*** Material provided Section Begins ***
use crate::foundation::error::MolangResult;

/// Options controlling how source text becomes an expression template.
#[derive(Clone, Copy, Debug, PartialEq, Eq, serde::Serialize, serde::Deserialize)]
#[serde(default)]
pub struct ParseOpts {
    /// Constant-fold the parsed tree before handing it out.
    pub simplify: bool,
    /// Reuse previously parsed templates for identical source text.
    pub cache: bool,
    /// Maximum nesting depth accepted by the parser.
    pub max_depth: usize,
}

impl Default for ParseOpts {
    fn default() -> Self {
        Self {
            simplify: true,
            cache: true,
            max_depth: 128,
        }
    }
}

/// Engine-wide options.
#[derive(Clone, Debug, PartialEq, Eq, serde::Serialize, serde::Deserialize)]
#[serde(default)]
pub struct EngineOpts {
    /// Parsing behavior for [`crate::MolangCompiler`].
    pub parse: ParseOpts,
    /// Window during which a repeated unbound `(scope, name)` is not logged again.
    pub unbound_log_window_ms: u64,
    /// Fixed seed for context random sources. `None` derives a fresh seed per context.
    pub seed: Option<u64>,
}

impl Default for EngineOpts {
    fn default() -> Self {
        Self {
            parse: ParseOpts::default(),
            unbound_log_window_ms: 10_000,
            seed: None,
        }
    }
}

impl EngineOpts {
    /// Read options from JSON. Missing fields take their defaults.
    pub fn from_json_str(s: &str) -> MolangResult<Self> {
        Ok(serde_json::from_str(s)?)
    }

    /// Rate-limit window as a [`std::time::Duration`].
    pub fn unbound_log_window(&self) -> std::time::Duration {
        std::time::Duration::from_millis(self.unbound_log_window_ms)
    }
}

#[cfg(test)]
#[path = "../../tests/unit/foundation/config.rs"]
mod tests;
*** Material provided Section Ends ***
** Assigned task **
Your task is an exact transcription of every line above.

** Result of this exercise **
use crate::foundation::error::MolangResult;

/// Options controlling how source text becomes an expression template.
#[derive(Clone, Copy, Debug, PartialEq, Eq, serde::Serialize, serde::Deserialize)]
#[serde(default)]
pub struct ParseOpts {
    /// Constant-fold the parsed tree before handing it out.
    pub simplify: bool,
    /// Reuse previously parsed templates for identical source text.
    pub cache: bool,
    /// Maximum nesting depth accepted by the parser.
    pub max_depth: usize,
}

impl Default for ParseOpts {
    fn default() -> Self {
        Self {
            simplify: true,
            cache: true,
            max_depth: 128,
        }
    }
}

/// Engine-wide options.
#[derive(Clone, Debug, PartialEq, Eq, serde::Serialize, serde::Deserialize)]
#[serde(default)]
pub struct EngineOpts {
    /// Parsing behavior for [`crate::MolangCompiler`].
    pub parse: ParseOpts,
    /// Window during which a repeated unbound `(scope, name)` is not logged again.
    pub unbound_log_window_ms: u64,
    /// Fixed seed for context random sources. `None` derives a fresh seed per context.
    pub seed: Option<u64>,
}

impl Default for EngineOpts {
    fn default() -> Self {
        Self {
            parse: ParseOpts::default(),
            unbound_log_window_ms: 10_000,
            seed: None,
        }
    }
}

impl EngineOpts {
    /// Read options from JSON. Missing fields take their defaults.
    pub fn from_json_str(s: &str) -> MolangResult<Self> {
        Ok(serde_json::from_str(s)?)
    }

    /// Rate-limit window as a [`std::time::Duration`].
    pub fn unbound_log_window(&self) -> std::time::Duration {
        std::time::Duration::from_millis(self.unbound_log_window_ms)
    }
}

#[cfg(test)]
#[path = "../../tests/unit/foundation/config.rs"]
mod tests;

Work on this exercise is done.